Alzheimer/Velhice

quinta-feira, 5 de abril de 2018

Sobre a conjuntura, fascismos e golpes



Não pretendo falar do julgamento do STF sobre o Habeas Corpus de Lula. Não é isso que interessa. Julgo que todo o processo que envolve as denúncias contra o ex-presidente tem vício de origem, logo não deveria ter chegado até esse ponto no qual chegou, com duas condenações absurdas, de nove e depois expandida para 12 anos. No campo do direito, não são poucos os juristas que apontam a inconsistência nas provas contra Lula. E, se um dos princípios basilares da lei burguesa é a presunção de inocência, não teria motivo de ser diferente só porque o acusado é um ex-presidente. Logo, o julgamento é político. Não faltará quem jogue na cara: então tu apoias a corrupção do Lula? Não, não apoio. Nem do Lula, nem de ninguém. Os que comandam a máquina capitalista todos têm as mãos sujas de alguma forma. Mas, se formos nos ater a letra fria da lei penso que provas concretas são necessárias, contra quem quer que seja: amigo ou inimigo meu.

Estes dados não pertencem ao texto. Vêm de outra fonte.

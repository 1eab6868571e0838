//! Mouse and keyboard editing rules for the map view.

use crate::geom::Xy;
use crate::layer::TileData;
use crate::map::MapData;
use macroquad::input::KeyCode;
use std::fmt;

/// Active edit tool
#[derive(Debug, Clone, Copy, PartialEq, Eq, Default)]
pub enum PointerType {
    /// No tool
    #[default]
    None,
    /// Paint cells on
    Add,
    /// Paint cells off
    Remove,
    /// Pick a layer
    Select,
}

impl fmt::Display for PointerType {
    fn fmt(&self, f: &mut fmt::Formatter<'_>) -> fmt::Result {
        let name = match self {
            PointerType::None => "None",
            PointerType::Add => "Add",
            PointerType::Remove => "Remove",
            PointerType::Select => "Select",
        };
        f.write_str(name)
    }
}

/// Whether clicks move the camera or edit cells
#[derive(Debug, Clone, Copy, PartialEq, Eq, Default)]
pub enum EditState {
    /// Clicks move the camera; walkability is enforced
    #[default]
    Normal,
    /// Clicks edit; the camera may go anywhere
    Edit,
}

/// What a pointer event asks the caller to do
#[derive(Debug, Clone, PartialEq, Eq)]
pub enum PointerAction {
    /// Center the view on a cell, walkable cells only
    MoveTo(Xy),
    /// A cell was written
    Edited {
        /// Cell
        coord: Xy,
        /// Layer written, -1 for all
        layer: i32,
    },
    /// The select tool picked this layer
    Selected(TileData),
}

/// Pointer state across mouse events
#[derive(Debug, Default)]
pub struct PointerController {
    state: EditState,
    pointer: PointerType,
    location: Xy,
    location_data: Option<TileData>,
    saved: Option<TileData>,
    selected_location: Xy,
    selected_data: Option<TileData>,
}

impl PointerController {
    /// Normal state, no tool
    pub fn new() -> Self {
        Self::default()
    }

    /// Switches state. Entering edit picks the select tool.
    pub fn set_state(&mut self, state: EditState) {
        self.state = state;
        self.saved = None;
        self.pointer = match state {
            EditState::Edit => PointerType::Select,
            EditState::Normal => PointerType::None,
        };
    }

    /// Current state
    pub fn state(&self) -> EditState {
        self.state
    }

    /// Picks a tool
    pub fn set_pointer(&mut self, pointer: PointerType) {
        self.pointer = pointer;
    }

    /// Current tool
    pub fn pointer(&self) -> PointerType {
        self.pointer
    }

    /// Cell under the mouse
    pub fn location(&self) -> Xy {
        self.location
    }

    /// Cell and data of the last mouse release
    pub fn selected(&self) -> (Xy, Option<&TileData>) {
        (self.selected_location, self.selected_data.as_ref())
    }

    /// Camera moves ignore walkability while editing
    pub fn moves_anywhere(&self) -> bool {
        self.state == EditState::Edit
    }

    /// Primary button pressed over `coord`
    pub fn mouse_down(&mut self, map: &mut MapData, coord: Xy) -> Option<PointerAction> {
        match self.state {
            EditState::Normal => Some(PointerAction::MoveTo(coord)),
            EditState::Edit => {
                self.location = coord;
                let top = map.get_top_most_map_data(coord);
                self.update_map_data_at_pointer(map, Some(top))
            }
        }
    }

    /// Mouse moved to `coord`. Dragging with the button held keeps painting
    /// on the layer picked at mouse down.
    pub fn mouse_move(&mut self, map: &mut MapData, coord: Xy, primary_down: bool) -> Option<PointerAction> {
        if coord == self.location {
            return None;
        }
        self.location = coord;
        self.location_data = Some(map.get_top_most_map_data(coord));

        if self.state != EditState::Edit {
            return None;
        }
        if primary_down {
            self.update_map_data_at_pointer(map, None)
        } else {
            self.saved = None;
            None
        }
    }

    /// Button released over `coord`
    pub fn mouse_up(&mut self, map: &MapData, coord: Xy) {
        self.selected_location = coord;
        self.selected_data = Some(map.get_top_most_map_data(coord));
    }

    /// Applies the current tool at the pointer. `tile_data`, when given,
    /// becomes the layer that later drags write to.
    pub fn update_map_data_at_pointer(
        &mut self,
        map: &mut MapData,
        tile_data: Option<TileData>,
    ) -> Option<PointerAction> {
        if let Some(t) = tile_data {
            self.saved = Some(t);
        }
        let saved = self.saved.as_ref()?;
        let coord = self.location;

        let (layer, value) = match self.pointer {
            PointerType::None => return None,
            PointerType::Select => return Some(PointerAction::Selected(saved.clone())),
            // nothing under the pointer: paint the bottom layer
            PointerType::Add => (saved.layer.max(0), 1),
            PointerType::Remove => (saved.layer, 0),
        };

        map.set_map_data(coord.x, coord.y, layer, value)
            .then_some(PointerAction::Edited { coord, layer })
    }

    /// Hover label in edit mode: tool, tileset and layer under the pointer
    pub fn label_text(&self) -> String {
        if self.state != EditState::Edit || self.saved.is_some() {
            return String::new();
        }
        match &self.location_data {
            Some(d) => format!(
                "{} {}\nLayer: {}",
                self.pointer,
                d.tileset.as_deref().unwrap_or("-"),
                d.layer
            ),
            None => String::new(),
        }
    }

    /// Camera step for a key: arrows and WASD move straight, QEZC diagonally
    pub fn key_delta(key: KeyCode) -> Option<Xy> {
        let d = match key {
            KeyCode::Up | KeyCode::W => Xy::new(0, -1),
            KeyCode::Down | KeyCode::S => Xy::new(0, 1),
            KeyCode::Left | KeyCode::A => Xy::new(-1, 0),
            KeyCode::Right | KeyCode::D => Xy::new(1, 0),
            KeyCode::Q => Xy::new(-1, -1),
            KeyCode::E => Xy::new(1, -1),
            KeyCode::Z => Xy::new(-1, 1),
            KeyCode::C => Xy::new(1, 1),
            _ => return None,
        };
        Some(d)
    }

    /// Camera step for a wheel movement; positive `delta_y` scrolls down
    pub fn wheel_delta(delta_y: f32) -> Option<Xy> {
        if delta_y == 0.0 {
            return None;
        }
        Some(Xy::new(0, if delta_y > 0.0 { 1 } else { -1 }))
    }
}

#[cfg(test)]
mod tests {
    use super::*;
    use crate::grid::Grid;
    use crate::layer::TileLayer;
    use crate::map::MapRenderData;

    fn map() -> MapData {
        let size = Xy::new(4, 4);
        let layer = |name: &str, cells: Vec<u8>| TileLayer {
            tileset: name.to_string(),
            can_walk: true,
            color: "#ffffff".to_string(),
            map: Grid::from_vec(size, cells).unwrap(),
        };
        let mut map = MapData::with_rng_seed(3);
        map.load_map_data(MapRenderData {
            start: Xy::new(1, 1),
            map_data_size: size,
            layers: vec![
                layer("Sand", vec![1; 16]),
                layer("Rock", {
                    let mut v = vec![0; 16];
                    v[5] = 1;
                    v
                }),
            ],
        })
        .unwrap();
        map
    }

    #[test]
    fn normal_click_moves_camera() {
        let mut map = map();
        let mut p = PointerController::new();
        assert_eq!(
            p.mouse_down(&mut map, Xy::new(2, 2)),
            Some(PointerAction::MoveTo(Xy::new(2, 2)))
        );
    }

    #[test]
    fn drag_removes_on_the_layer_picked_at_mouse_down() {
        let mut map = map();
        let mut p = PointerController::new();
        p.set_state(EditState::Edit);
        p.set_pointer(PointerType::Remove);

        let action = p.mouse_down(&mut map, Xy::new(1, 1));
        assert_eq!(action, Some(PointerAction::Edited { coord: Xy::new(1, 1), layer: 1 }));
        assert_eq!(map.get_map_data(1, 1, 1), 0);

        p.mouse_move(&mut map, Xy::new(2, 1), true);
        // layer 0 untouched: the drag writes to layer 1 only
        assert_eq!(map.get_map_data(2, 1, 0), 1);
    }

    #[test]
    fn add_on_empty_cell_paints_bottom_layer() {
        let mut map = map();
        map.set_map_data(3, 3, -1, 0);
        let mut p = PointerController::new();
        p.set_state(EditState::Edit);
        p.set_pointer(PointerType::Add);
        let action = p.mouse_down(&mut map, Xy::new(3, 3));
        assert_eq!(action, Some(PointerAction::Edited { coord: Xy::new(3, 3), layer: 0 }));
        assert_eq!(map.get_map_data(3, 3, 0), 1);
        assert_eq!(map.get_map_data(3, 3, 1), 0);
    }

    #[test]
    fn select_reports_layer_without_editing() {
        let mut map = map();
        let mut p = PointerController::new();
        p.set_state(EditState::Edit);
        let action = p.mouse_down(&mut map, Xy::new(1, 1));
        assert!(matches!(action, Some(PointerAction::Selected(d)) if d.layer == 1));
        assert_eq!(map.get_map_data(1, 1, 1), 1);
    }

    #[test]
    fn hover_label_names_tool_and_layer() {
        let mut map = map();
        let mut p = PointerController::new();
        p.set_state(EditState::Edit);
        p.mouse_move(&mut map, Xy::new(1, 1), false);
        assert_eq!(p.label_text(), "Select Rock\nLayer: 1");
    }

    #[test]
    fn keys_and_wheel_map_to_steps() {
        assert_eq!(PointerController::key_delta(KeyCode::Q), Some(Xy::new(-1, -1)));
        assert_eq!(PointerController::key_delta(KeyCode::D), Some(Xy::new(1, 0)));
        assert_eq!(PointerController::key_delta(KeyCode::G), None);
        assert_eq!(PointerController::wheel_delta(3.0), Some(Xy::new(0, 1)));
        assert_eq!(PointerController::wheel_delta(0.0), None);
    }
}
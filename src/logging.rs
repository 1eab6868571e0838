//! Logging initialization

/// Initialize the logging system
///
/// Uses env_logger with default filter level of `info`.
/// Override with the RUST_LOG environment variable.
///
/// # Example
/// ```no_run
/// macroquad_gridmap::logging::init();
/// log::info!("editor started");
/// ```
pub fn init() {
    // try_init: demos and tests may both call this
    let _ = env_logger::Builder::from_env(env_logger::Env::default().default_filter_or("info"))
        .try_init();
}
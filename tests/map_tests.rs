// tests/map_tests.rs

use macroquad_gridmap::{MapData, MapError, MapEvent, TileLayerSpec, Xy};

const BAD_LAYER_SIZE: &str = r#"
{
  "MapDataSize": { "x": 2, "y": 2 },
  "Layers": [
    { "Tileset": "ok", "Map": [1,1,1,1] },
    { "Tileset": "oops", "Map": [1,0,1] }
  ]
}
"#;

#[test]
fn error_on_layer_size_mismatch() {
    let mut map = MapData::with_rng_seed(1);
    let err = map.load_from_str(BAD_LAYER_SIZE).unwrap_err();
    assert!(matches!(
        err,
        MapError::InvalidLayerSize { layer: 1, expected: 4, found: 3 }
    ));
    assert!(map.data().is_none());
}

const JSON_WITH_EXTRA: &str = r#"
{
  "MapDataSize": { "x": 1, "y": 1 },
  "DummyField": "ignored",
  "Layers": [
    {
      "Tileset": "L",
      "Map": [1],
      "Opacity": 0.5,
      "Properties": []
    }
  ]
}
"#;

#[test]
fn load_ignores_extra_fields() {
    let mut map = MapData::with_rng_seed(1);
    map.load_from_str(JSON_WITH_EXTRA).expect("Should ignore unknown fields");
    let layer = map.layer(0).unwrap();
    assert_eq!(layer.tileset, "L");
    assert_eq!(layer.map.as_slice(), &[1]);
    // defaults for what the file leaves out
    assert_eq!(layer.color, "#ffffff");
    assert_eq!(map.start(), Xy::ZERO);
}

const EMPTY_NAME_JSON: &str = r#"
{
  "MapDataSize": { "x": 1, "y": 1 },
  "Layers": [ { "Tileset": "", "Map": [7] } ]
}
"#;

#[test]
fn load_allows_empty_tileset_name() {
    let mut map = MapData::with_rng_seed(1);
    map.load_from_str(EMPTY_NAME_JSON).unwrap();
    assert_eq!(map.layer(0).unwrap().tileset, "");
    // stored as occupied
    assert_eq!(map.get_map_data(0, 0, 0), 1);
}

#[test]
fn zero_layers_are_rejected() {
    let mut map = MapData::with_rng_seed(1);
    let err = map
        .load_from_str(r#"{"MapDataSize":{"x":1,"y":1},"Layers":[]}"#)
        .unwrap_err();
    assert!(matches!(err, MapError::LayerCount(0)));
}

#[test]
fn layer_edits_emit_in_order() {
    let mut map = MapData::with_rng_seed(1);
    map.load_from_str(
        r#"{"MapDataSize":{"x":2,"y":2},"Layers":[{"Tileset":"a","CanWalk":true,"Map":[1,1,1,1]}]}"#,
    )
    .unwrap();
    let events = map.subscribe();

    assert!(map.add_layer(1, &TileLayerSpec::default(), 0));
    assert!(map.set_layer_color(1, "#336699"));
    assert!(map.set_map_data(1, 1, 1, 1));
    assert!(!map.set_map_data(5, 5, 1, 1));
    assert!(map.remove_layer(0));

    let got: Vec<MapEvent> = events.try_iter().collect();
    assert_eq!(
        got,
        vec![
            MapEvent::LayerAdded(1),
            MapEvent::LayerUpdated(1),
            MapEvent::CellsUpdated { x: 1, y: 1, layer: 1 },
            MapEvent::LayerRemoved(0),
        ]
    );
    assert_eq!(map.layer_count(), 1);
}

Vejo claramente algumas coisas que gostaria de dividir para o debate:

Primeiro: Sim, foi golpe o que aconteceu em 2016. De um jeito novo, mas foi golpe. E estamos vendo esse golpe se desdobrar vertiginosamente. “Primeiro a gente tira a Dilma”, disseram, e é assim mesmo. O que vem depois vai pegando primeiro os petistas e no desenrolar pode pegar qualquer um. Isso é fato. Uma hora vai chegar ao cidadão comum. Alguém pode dizer que o cidadão comum sempre esteve vivendo num estado de exceção e de certa forma é verdade. Os empobrecidos sempre estão com a lei sob suas cabeças, como uma faca afiada, coisa que não ocorre com os do topo da pirâmide. Exemplos não faltam, de um e de outro lado. Vejam os números de mortes impunes nas favelas, nas periferias. Vejam a situação dos aprisionados, grande parte sem julgamento. Vejam os ricos que matam e traficam e saem impunes. Tudo isso é verdade. Mas num tempo de golpe, a ação contra os inimigos do “estado de coisas” se potencializa, cresce e deixa a vida confusa. A mão da lei, que é a mão do poder, pode pegar qualquer um, sem precisar usar a lei. O contrato social representado pelas leis, ainda que frágil na democracia burguesa se rompe definitivamente. Tudo passa a valer. Inclusive convicções pessoais viram provas. Isso não pode ser aceitável.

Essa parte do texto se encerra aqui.